Proposed Requirements

The proposed rule would require SEC-registered investment advisers to adopt and implement written policies and procedures designed to address operational and other risks related to a significant disruption in the adviser's operations. The plan would be required to include:

  • Business continuity after a significant business disruption such as a natural disaster, act of terrorism, cyber- attack, equipment or system failure, or unexpected loss of a service provider, facilities or key personnel; and
  • Business transition in the event the investment adviser is unable to continue providing investment advisory services to clients as a result of its exit from the market, including when it merges with another adviser, sells its business or dissolves.

Acknowledging the differences of business models among advisers, the SEC notes that plans should be tailored to the specific risks an adviser's business faces and that size and complexity of firms will drive different outcomes. But the rule proposal includes a laundry list of components that the SEC expects to see, among them:

Maintenance of Critical Operations and Systems, and the Protection, Backup and Recovery of Data, Including Client Records.

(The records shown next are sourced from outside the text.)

//! Multilinear interpolation/extrapolation on a rectilinear grid.
//!
//! ```rust
//! use enginterp::multilinear::rectilinear;
//!
//! // Define a grid
//! let x = [1.0_f64, 1.2, 2.0];
//! let y = [1.0_f64, 1.3, 1.5];
//!
//! // Grid input for rectilinear method
//! let grids = &[&x[..], &y[..]];
//!
//! // Values at grid points
//! let z = [2.0; 9];
//!
//! // Points to interpolate/extrapolate
//! let xobs = [0.0_f64, 5.0];
//! let yobs = [-1.0, 3.0];
//! let obs = [&xobs[..], &yobs[..]];
//!
//! // Storage for output
//! let mut out = [0.0; 2];
//!
//! rectilinear::interpn(grids, &z, &obs, &mut out).unwrap();
//! assert_eq!(out, [2.0, 2.0]);
//! ```
//!
//! References
//! * https://en.wikipedia.org/wiki/Bilinear_interpolation#Weighted_mean
use num_traits::Float;

use crate::error::Error;

/// Largest number of dimensions handled by the flattened evaluator.
pub const MAXDIMS: usize = 4;

/// Evaluate multilinear interpolation on a rectilinear grid in 1 to 4 dimensions
/// for a batch of observation points.
/// Assumes C-style ordering of vals (z(x0, y0), z(x0, y1), ..., z(x0, yn), z(x1, y0), ...).
///
/// Observation points outside the grid are extrapolated linearly from the boundary cell.
///
/// # Errors
/// * If the dimensionality of the observation points does not match the grid
/// * If the grid has more than [`MAXDIMS`] dimensions
/// * If the grid itself is invalid (see [`MultilinearRectilinear::new`])
pub fn interpn<T: Float>(
    grids: &[&[T]],
    vals: &[T],
    obs: &[&[T]],
    out: &mut [T],
) -> Result<(), Error> {
    let ndims = grids.len();
    if obs.len() != ndims {
        return Err(Error::DimensionMismatch {
            got: obs.len(),
            expected: ndims,
        });
    }
    match ndims {
        1 => MultilinearRectilinear::<'_, T, 1>::new(as_array(grids)?, vals)?
            .interp(&as_array(obs)?, out),
        2 => MultilinearRectilinear::<'_, T, 2>::new(as_array(grids)?, vals)?
            .interp(&as_array(obs)?, out),
        3 => MultilinearRectilinear::<'_, T, 3>::new(as_array(grids)?, vals)?
            .interp(&as_array(obs)?, out),
        4 => MultilinearRectilinear::<'_, T, 4>::new(as_array(grids)?, vals)?
            .interp(&as_array(obs)?, out),
        _ => Err(Error::InvalidGrid(
            "Number of dimensions must be between 1 and 4",
        )),
    }
}

/// Evaluate the interpolant at a single point, choosing the arity from the
/// number of grids.
///
/// # Errors
/// Same conditions as [`interpn`].
pub fn interp_one<T: Float>(grids: &[&[T]], vals: &[T], x: &[T]) -> Result<T, Error> {
    let ndims = grids.len();
    if x.len() != ndims {
        return Err(Error::DimensionMismatch {
            got: x.len(),
            expected: ndims,
        });
    }
    match ndims {
        1 => Ok(MultilinearRectilinear::<'_, T, 1>::new(as_array(grids)?, vals)?
            .interp_one(point(x)?)),
        2 => Ok(MultilinearRectilinear::<'_, T, 2>::new(as_array(grids)?, vals)?
            .interp_one(point(x)?)),
        3 => Ok(MultilinearRectilinear::<'_, T, 3>::new(as_array(grids)?, vals)?
            .interp_one(point(x)?)),
        4 => Ok(MultilinearRectilinear::<'_, T, 4>::new(as_array(grids)?, vals)?
            .interp_one(point(x)?)),
        _ => Err(Error::InvalidGrid(
            "Number of dimensions must be between 1 and 4",
        )),
    }
}

#[inline]
fn as_array<'a, T, const N: usize>(s: &[&'a [T]]) -> Result<[&'a [T]; N], Error> {
    s.try_into().map_err(|_| Error::DimensionMismatch {
        got: s.len(),
        expected: N,
    })
}

#[inline]
fn point<T: Copy, const N: usize>(x: &[T]) -> Result<[T; N], Error> {
    x.try_into().map_err(|_| Error::DimensionMismatch {
        got: x.len(),
        expected: N,
    })
}

/// A multilinear interpolator / extrapolator on a rectilinear grid of 1 to 4 dimensions.
///
/// Assumes C-style ordering of vals (z(x0, y0), z(x0, y1), ..., z(x0, yn), z(x1, y0), ...).
///
/// Operation Complexity
/// * O(2^N) for interpolation and extrapolation in all regions,
///   plus a bisection search of O(log2(gridsize)) per dimension.
///
/// Memory Complexity
/// * Peak stack usage is O(N). Nothing is allocated.
pub struct MultilinearRectilinear<'a, T: Float, const N: usize> {
    /// x, y, ... coordinate grids, each entry of size dims[i]
    grids: [&'a [T]; N],

    /// Size of each dimension
    dims: [usize; N],

    /// Stride between consecutive indices along each dimension
    dimprod: [usize; N],

    /// Values at each point, size prod(dims)
    vals: &'a [T],
}

impl<'a, T: Float, const N: usize> MultilinearRectilinear<'a, T, N> {
    /// Build a new interpolator, using O(N) storage.
    ///
    /// # Errors
    /// * If the number of values does not match the product of the grid sizes
    /// * If any grid has fewer than 2 entries
    /// * If any grid is not strictly increasing
    pub fn new(grids: [&'a [T]; N], vals: &'a [T]) -> Result<Self, Error> {
        let mut dims = [1_usize; N];
        (0..N).for_each(|i| dims[i] = grids[i].len());
        let nvals = dims
            .iter()
            .try_fold(1_usize, |acc, &n| acc.checked_mul(n))
            .ok_or(Error::InvalidGrid("Grid size overflows usize"))?;
        if vals.len() != nvals {
            return Err(Error::DimensionMismatch {
                got: vals.len(),
                expected: nvals,
            });
        }
        if dims.iter().any(|&n| n < 2) {
            return Err(Error::InvalidGrid("All grids must have at least 2 entries"));
        }
        let increasing = grids.iter().all(|g| g.windows(2).all(|w| w[1] > w[0]));
        if !increasing {
            return Err(Error::InvalidGrid(
                "All grids must be strictly increasing",
            ));
        }

        Ok(Self::from_sorted_axes(grids, vals))
    }

    /// Build an interpolator from axes already known to be strictly
    /// increasing with at least 2 entries each, and `vals` of matching size.
    pub(crate) fn from_sorted_axes(grids: [&'a [T]; N], vals: &'a [T]) -> Self {
        const {
            assert!(
                N > 0 && N <= MAXDIMS,
                "Flattened method defined for 1-4 dimensions"
            );
        }
        let mut dims = [1_usize; N];
        (0..N).for_each(|i| dims[i] = grids[i].len());

        // Each entry is the cumulative product of the size of dimensions
        // higher than this one.
        let mut dimprod = [1_usize; N];
        let mut acc = 1;
        for i in (0..N).rev() {
            dimprod[i] = acc;
            acc *= dims[i];
        }

        Self {
            grids,
            dims,
            dimprod,
            vals,
        }
    }

    /// Interpolate on a contiguous list of observation points.
    ///
    /// # Errors
    ///   * If the number of coordinates for any dimension does not match the output size
    pub fn interp(&self, x: &[&[T]; N], out: &mut [T]) -> Result<(), Error> {
        let n = out.len();
        if let Some(bad) = x.iter().find(|xx| xx.len() != n) {
            return Err(Error::DimensionMismatch {
                got: bad.len(),
                expected: n,
            });
        }

        let mut tmp = [T::zero(); N];
        for i in 0..n {
            (0..N).for_each(|j| tmp[j] = x[j][i]);
            out[i] = self.interp_one(tmp);
        }

        Ok(())
    }

    /// Interpolate the value at a point, using fixed-size intermediate storage.
    ///
    /// Each of the 2^N corners of the bracketing cell is weighted by the
    /// product over dimensions of `t` or `1 - t`, selected by the matching
    /// bit of the corner index. At grid points the weights are exactly zero
    /// or one, so stored values come back unchanged.
    #[inline]
    pub fn interp_one(&self, x: [T; N]) -> T {
        let mut origin = [0_usize; N]; // Indices of lower corner of hypercube
        let mut t = [T::zero(); N]; // Normalized location inside the cell
        for i in 0..N {
            origin[i] = self.get_loc(x[i], i);
            let x0 = self.grids[i][origin[i]];
            let x1 = self.grids[i][origin[i] + 1];
            t[i] = (x[i] - x0) / (x1 - x0);
        }

        let one = T::one();
        let mut acc = T::zero();
        for corner in 0..(1_usize << N) {
            let mut weight = one;
            let mut flat = 0;
            for j in 0..N {
                let offset = (corner >> j) & 1;
                weight = weight * if offset == 1 { t[j] } else { one - t[j] };
                flat += (origin[j] + offset) * self.dimprod[j];
            }
            acc = acc + weight * self.vals[flat];
        }

        acc
    }

    /// Get the lower-corner index along this dimension where `v` is found,
    /// saturating to the boundary cell at the edges.
    #[inline]
    fn get_loc(&self, v: T, dim: usize) -> usize {
        // Returns `0` if the point is outside-low
        // and `self.dims[dim]` if outside-high.
        let iloc: isize = self.grids[dim].partition_point(|x| *x < v) as isize - 1;

        let dimmax = self.dims[dim] as isize - 2; // maximum index for lower corner
        iloc.max(0).min(dimmax) as usize
    }
}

  • Advisers should identify and prioritize critical functions, operations and systems that are utilized for prompt and accurate processing of portfolio securities transactions on behalf of clients, including the management, trading, allocation, clearance and settlement of transactions, and those that are critical to the valuation and maintenance of client accounts, access to client accounts and the delivery of funds and securities. This typically will include identification and assessment of third-party service providers that may support some of these functions.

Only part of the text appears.